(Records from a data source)
□ □ □ □ □
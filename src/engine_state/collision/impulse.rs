//! # Collision Impulse Module
//!
//! Continuous collision detection between one moving box and one block, and
//! the ordering used to keep the most relevant of many such results.
//!
//! ## Sweep test
//!
//! For every axis the moving box has a *near gap* (distance to first touch)
//! and a *far gap* (distance until it has fully passed the block). Dividing by
//! the movement along that axis gives entry and exit times in unit time,
//! where 0 is the start of the tick and 1 its end. The boxes are in contact
//! during `[max(entry), min(exit))`; the axis that reaches `max(entry)` is the
//! collision axis, ties going to X, then Y, then Z.
//!
//! Faces that touch within `COLLISION_EPSILON` count as touching, not
//! overlapping. A contact where the box also only grazes the block on another
//! moving axis is an *edge contact*; at equal times it ranks behind face
//! contacts, so a box resting on a floor does not catch on the seams between
//! floor blocks.
//!
//! A flat box (a look ray) has no skin on the axes it does not move along: it
//! is inside a block there when it lies in the half-open cell `[min, max)`.

use std::cmp::Ordering;

use cgmath::{EuclideanSpace, Point3, Vector3};

use crate::engine_state::math::{Axis, CollisionAxes, AABB3};
use crate::engine_state::voxels::block::Block;

/// Contact skin in world units.
pub const COLLISION_EPSILON: f32 = 1e-4;

/// When, within the current tick, a moving box first touches a block.
#[derive(Copy, Clone, Debug, PartialEq)]
pub enum TimeOfImpact {
    /// No contact during this tick.
    Never,
    /// First contact at this fraction of the tick, in `[0, 1]`.
    Within(f32),
    /// The box already overlaps the block at the start of the tick.
    Immediate,
}

impl TimeOfImpact {
    /// Whether no contact happens.
    pub fn never(&self) -> bool {
        matches!(self, TimeOfImpact::Never)
    }

    /// Whether contact happens at some point (including immediately).
    pub fn will(&self) -> bool {
        !self.never()
    }

    /// Whether contact happens at a time inside `[0, 1]`.
    pub fn in_unit_time(&self) -> bool {
        matches!(self, TimeOfImpact::Within(t) if (0.0..=1.0).contains(t))
    }

    /// Contact time for resolvable impacts.
    pub fn time(&self) -> Option<f32> {
        match *self {
            TimeOfImpact::Within(t) => Some(t),
            _ => None,
        }
    }
}

/// Outcome of sweeping a box against one block.
#[derive(Copy, Clone, Debug, PartialEq)]
pub struct CollisionImpulse {
    /// When contact happens.
    pub time_of_impact: TimeOfImpact,
    /// The collided axis; empty unless the impact is resolvable.
    pub axes: CollisionAxes,
    /// Displacement that can be applied without penetrating the block.
    pub collision_free: Vector3<f32>,
    /// Movement left after the contact, with the collided axis removed.
    pub outstanding: Vector3<f32>,
    /// The box meets the block only along an edge or corner: on another
    /// moving axis it overlaps by no more than the skin at contact time.
    pub edge_contact: bool,
}

impl CollisionImpulse {
    /// The identity impulse: no contact, the whole movement is free.
    pub fn none(movement: Vector3<f32>) -> Self {
        CollisionImpulse {
            time_of_impact: TimeOfImpact::Never,
            axes: CollisionAxes::NONE,
            collision_free: movement,
            outstanding: Vector3::new(0.0, 0.0, 0.0),
            edge_contact: false,
        }
    }

    fn immediate(movement: Vector3<f32>) -> Self {
        CollisionImpulse {
            time_of_impact: TimeOfImpact::Immediate,
            ..Self::none(movement)
        }
    }

    /// Sweeps `moving` by `movement` against the static box `obstacle`.
    pub fn sweep(obstacle: &AABB3, moving: &AABB3, movement: Vector3<f32>) -> Self {
        let (c_min, c_max) = (obstacle.min(), obstacle.max());
        let (b_min, b_max) = (moving.min(), moving.max());

        let mut entry = f32::NEG_INFINITY;
        let mut exit = f32::INFINITY;
        let mut contact: Option<(Axis, f32)> = None;
        let mut approaches: [Option<(f32, f32)>; 3] = [None; 3];

        for axis in Axis::ALL {
            let v = axis.component(movement);
            let (b0, b1) = (axis.component(b_min.to_vec()), axis.component(b_max.to_vec()));
            let (c0, c1) = (axis.component(c_min.to_vec()), axis.component(c_max.to_vec()));

            if v == 0.0 {
                // A still axis must already overlap, or the pair never meets.
                if !overlaps_still_axis(b0, b1, c0, c1) {
                    return Self::none(movement);
                }
                continue;
            }

            let (near_gap, far_gap) = if v > 0.0 {
                (c0 - b1, c1 - b0)
            } else {
                (b0 - c1, b1 - c0)
            };
            if far_gap <= COLLISION_EPSILON {
                return Self::none(movement);
            }

            let speed = v.abs();
            let touching = near_gap >= -COLLISION_EPSILON;
            let axis_entry = if touching {
                near_gap.max(0.0) / speed
            } else {
                near_gap / speed
            };
            exit = exit.min(far_gap / speed);
            approaches[axis as usize] = Some((near_gap, speed));

            if axis_entry > entry {
                entry = axis_entry;
                contact = Some((axis, near_gap.max(0.0)));
            }
        }

        let Some((axis, gap)) = contact else {
            // Nothing moves and every axis overlaps.
            return Self::immediate(movement);
        };

        if entry >= exit || entry > 1.0 {
            return Self::none(movement);
        }
        if entry < 0.0 {
            return Self::immediate(movement);
        }

        let edge_contact = Axis::ALL
            .into_iter()
            .filter(|other| *other != axis)
            .filter_map(|other| approaches[other as usize])
            .any(|(near_gap, speed)| speed * entry - near_gap <= COLLISION_EPSILON);

        let v = axis.component(movement);
        let collision_free = axis.with_component(movement * entry, gap.copysign(v));
        let outstanding = axis.with_component(movement - collision_free, 0.0);

        CollisionImpulse {
            time_of_impact: TimeOfImpact::Within(entry),
            axes: CollisionAxes::from_axis(axis),
            collision_free,
            outstanding,
            edge_contact,
        }
    }

    /// Whether this impulse describes a contact the mover has to respect
    /// during this tick.
    pub fn is_resolvable(&self) -> bool {
        self.time_of_impact.in_unit_time() && !self.axes.is_empty()
    }

    /// Total relevance order: resolvable before unresolvable, then earlier
    /// time, then face contacts before edge contacts, then axis priority.
    /// `Less` means more relevant.
    pub fn cmp_relevance(&self, other: &Self) -> Ordering {
        match (self.relevance_key(), other.relevance_key()) {
            (Some((t_a, e_a, p_a)), Some((t_b, e_b, p_b))) => {
                t_a.total_cmp(&t_b).then(e_a.cmp(&e_b)).then(p_a.cmp(&p_b))
            }
            (Some(_), None) => Ordering::Less,
            (None, Some(_)) => Ordering::Greater,
            (None, None) => Ordering::Equal,
        }
    }

    /// Whether this impulse strictly beats `other`.
    pub fn is_more_relevant_than(&self, other: &Self) -> bool {
        self.cmp_relevance(other) == Ordering::Less
    }

    fn relevance_key(&self) -> Option<(f32, bool, u8)> {
        if !self.is_resolvable() {
            return None;
        }
        let time = self.time_of_impact.time()?;
        let priority = self.axes.single_axis().map_or(u8::MAX, Axis::priority);
        Some((time, self.edge_contact, priority))
    }
}

/// Whether `[b0, b1]` overlaps the cell `[c0, c1]` on an axis the box does not
/// move along.
fn overlaps_still_axis(b0: f32, b1: f32, c0: f32, c1: f32) -> bool {
    if b1 > b0 {
        b1 - c0 > COLLISION_EPSILON && c1 - b0 > COLLISION_EPSILON
    } else {
        c0 <= b0 && b0 < c1
    }
}

/// Evaluates one block against a moving box.
///
/// Non-opaque blocks never collide. Opaque blocks are unit cubes at
/// `block_coord`.
pub fn process_collision(
    block: &Block,
    block_coord: Point3<i32>,
    moving: &AABB3,
    movement: Vector3<f32>,
) -> CollisionImpulse {
    if !block.is_opaque() {
        return CollisionImpulse::none(movement);
    }

    CollisionImpulse::sweep(&AABB3::unit_cube(block_coord), moving, movement)
}

#[cfg(test)]
mod tests {
    use super::*;
    use crate::engine_state::voxels::block::block_type::BlockType;

    fn player_at(x: f32, y: f32, z: f32) -> AABB3 {
        AABB3::new(Point3::new(x, y, z), Vector3::new(0.5, 0.5, 0.5))
    }

    #[test]
    fn passable_blocks_never_collide() {
        let moving = player_at(0.25, 0.25, 0.25);
        let movements = [
            Vector3::new(3.0, 0.0, 0.0),
            Vector3::new(-1.0, 2.0, 0.5),
            Vector3::new(0.0, 0.0, 0.0),
            Vector3::new(0.75, 0.75, 0.75),
        ];
        for block_type in [BlockType::AIR, BlockType::WATER] {
            for movement in movements {
                for coord in [Point3::new(0, 0, 0), Point3::new(1, 0, 0), Point3::new(1, 1, 1)] {
                    let impulse = process_collision(&Block::new(block_type), coord, &moving, movement);
                    assert_eq!(impulse, CollisionImpulse::none(movement));
                }
            }
        }
    }

    #[test]
    fn head_on_hit_stops_at_the_face() {
        let moving = player_at(0.25, 0.25, 0.25);
        let impulse = process_collision(
            &Block::new(BlockType::DIRT),
            Point3::new(2, 0, 0),
            &moving,
            Vector3::new(2.0, 0.0, 0.0),
        );
        assert_eq!(impulse.time_of_impact, TimeOfImpact::Within(0.625));
        assert_eq!(impulse.axes, CollisionAxes::X);
        assert_eq!(impulse.collision_free, Vector3::new(1.25, 0.0, 0.0));
        assert_eq!(impulse.outstanding, Vector3::new(0.0, 0.0, 0.0));
        assert!(impulse.is_resolvable());
    }

    #[test]
    fn negative_movement_hits_the_far_face() {
        let moving = player_at(3.25, 0.25, 0.25);
        let impulse = CollisionImpulse::sweep(
            &AABB3::unit_cube(Point3::new(1, 0, 0)),
            &moving,
            Vector3::new(-2.0, 0.5, 0.0),
        );
        assert_eq!(impulse.axes, CollisionAxes::X);
        assert_eq!(impulse.time_of_impact, TimeOfImpact::Within(0.625));
        assert_eq!(impulse.collision_free.x, -1.25);
        assert_eq!(impulse.outstanding, Vector3::new(0.0, 0.1875, 0.0));
    }

    #[test]
    fn diagonal_tie_goes_to_x() {
        let moving = player_at(0.25, 0.25, 0.25);
        let impulse = CollisionImpulse::sweep(
            &AABB3::unit_cube(Point3::new(1, 1, 0)),
            &moving,
            Vector3::new(1.0, 1.0, 0.0),
        );
        assert_eq!(impulse.time_of_impact, TimeOfImpact::Within(0.25));
        assert_eq!(impulse.axes, CollisionAxes::X);
        assert_eq!(impulse.outstanding, Vector3::new(0.0, 0.75, 0.0));
        assert!(impulse.edge_contact);
    }

    #[test]
    fn floor_seam_is_an_edge_contact_and_loses_the_tie() {
        let resting = AABB3::new(Point3::new(2.5, 0.0, 8.25), Vector3::new(0.5, 1.75, 0.5));
        let movement = Vector3::new(0.5, -0.1, 0.0);

        let under = CollisionImpulse::sweep(&AABB3::unit_cube(Point3::new(2, -1, 8)), &resting, movement);
        assert_eq!(under.axes, CollisionAxes::Y);
        assert_eq!(under.time_of_impact, TimeOfImpact::Within(0.0));
        assert!(!under.edge_contact);

        let seam = CollisionImpulse::sweep(&AABB3::unit_cube(Point3::new(3, -1, 8)), &resting, movement);
        assert_eq!(seam.axes, CollisionAxes::X);
        assert_eq!(seam.time_of_impact, TimeOfImpact::Within(0.0));
        assert!(seam.edge_contact);

        assert!(under.is_more_relevant_than(&seam));
        assert!(!seam.is_more_relevant_than(&under));
    }

    #[test]
    fn flat_box_on_a_face_plane_belongs_to_the_cell_above() {
        let ray = AABB3::point(Point3::new(0.5, 2.0, 1.5));
        let movement = Vector3::new(8.0, 0.0, 0.0);

        let upper = CollisionImpulse::sweep(&AABB3::unit_cube(Point3::new(3, 2, 1)), &ray, movement);
        assert_eq!(upper.axes, CollisionAxes::X);
        assert_eq!(upper.time_of_impact, TimeOfImpact::Within(0.3125));

        let lower = CollisionImpulse::sweep(&AABB3::unit_cube(Point3::new(3, 1, 1)), &ray, movement);
        assert!(lower.time_of_impact.never());
    }

    #[test]
    fn moving_away_or_sliding_past_never_collides() {
        let resting = AABB3::new(Point3::new(0.25, 1.0, 0.25), Vector3::new(0.5, 1.0, 0.5));
        let floor = AABB3::unit_cube(Point3::new(0, 0, 0));

        let slide = CollisionImpulse::sweep(&floor, &resting, Vector3::new(1.0, 0.0, 0.0));
        assert!(slide.time_of_impact.never());

        let lift = CollisionImpulse::sweep(&floor, &resting, Vector3::new(0.0, 1.0, 0.0));
        assert!(lift.time_of_impact.never());

        let press = CollisionImpulse::sweep(&floor, &resting, Vector3::new(0.5, -1.0, 0.0));
        assert_eq!(press.time_of_impact, TimeOfImpact::Within(0.0));
        assert_eq!(press.axes, CollisionAxes::Y);
        assert_eq!(press.collision_free, Vector3::new(0.0, 0.0, 0.0));
        assert_eq!(press.outstanding, Vector3::new(0.5, 0.0, 0.0));
    }

    #[test]
    fn contact_beyond_the_tick_is_ignored() {
        let moving = player_at(0.25, 0.25, 0.25);
        let impulse = CollisionImpulse::sweep(
            &AABB3::unit_cube(Point3::new(5, 0, 0)),
            &moving,
            Vector3::new(1.0, 0.0, 0.0),
        );
        assert_eq!(impulse.time_of_impact, TimeOfImpact::Never);
        assert!(!impulse.is_resolvable());
    }

    #[test]
    fn starting_inside_is_immediate_and_unresolvable() {
        let moving = player_at(1.25, 0.25, 0.25);
        let block = AABB3::unit_cube(Point3::new(1, 0, 0));

        let still = CollisionImpulse::sweep(&block, &moving, Vector3::new(0.0, 0.0, 0.0));
        assert_eq!(still.time_of_impact, TimeOfImpact::Immediate);

        let moving_on = CollisionImpulse::sweep(&block, &moving, Vector3::new(0.125, 0.0, 0.0));
        assert_eq!(moving_on.time_of_impact, TimeOfImpact::Immediate);
        assert!(moving_on.time_of_impact.will());
        assert!(!moving_on.is_resolvable());
    }

    #[test]
    fn relevance_prefers_earlier_then_axis_priority() {
        let movement = Vector3::new(1.0, 1.0, 1.0);
        let early_y = CollisionImpulse {
            time_of_impact: TimeOfImpact::Within(0.25),
            axes: CollisionAxes::Y,
            collision_free: movement * 0.25,
            outstanding: movement * 0.75,
            edge_contact: false,
        };
        let early_x = CollisionImpulse {
            axes: CollisionAxes::X,
            ..early_y
        };
        let late_x = CollisionImpulse {
            time_of_impact: TimeOfImpact::Within(0.5),
            ..early_x
        };
        let edge_x = CollisionImpulse {
            edge_contact: true,
            ..early_x
        };
        let none = CollisionImpulse::none(movement);
        let immediate = CollisionImpulse::immediate(movement);

        assert!(early_x.is_more_relevant_than(&early_y));
        assert!(!early_y.is_more_relevant_than(&early_x));
        assert!(early_y.is_more_relevant_than(&late_x));
        assert!(late_x.is_more_relevant_than(&none));
        assert!(!none.is_more_relevant_than(&immediate));
        assert!(!immediate.is_more_relevant_than(&none));
        assert!(!early_x.is_more_relevant_than(&early_x));
        assert!(early_y.is_more_relevant_than(&edge_x));
        assert!(edge_x.is_more_relevant_than(&late_x));
    }
}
□ □ □ □ □
▸ WHAT IS BEING ASKED
Write out the records exactly, starting at the first line and stopping after the line that contains "as touching, not".

▸ ANSWER BOX
filename src/engine_state/collision/impulse.rs
//! # Collision Impulse Module
//!
//! Continuous collision detection between one moving box and one block, and
//! the ordering used to keep the most relevant of many such results.
//!
//! ## Sweep test
//!
//! For every axis the moving box has a *near gap* (distance to first touch)
//! and a *far gap* (distance until it has fully passed the block). Dividing by
//! the movement along that axis gives entry and exit times in unit time,
//! where 0 is the start of the tick and 1 its end. The boxes are in contact
//! during `[max(entry), min(exit))`; the axis that reaches `max(entry)` is the
//! collision axis, ties going to X, then Y, then Z.
//!
//! Faces that touch within `COLLISION_EPSILON` count as touching, not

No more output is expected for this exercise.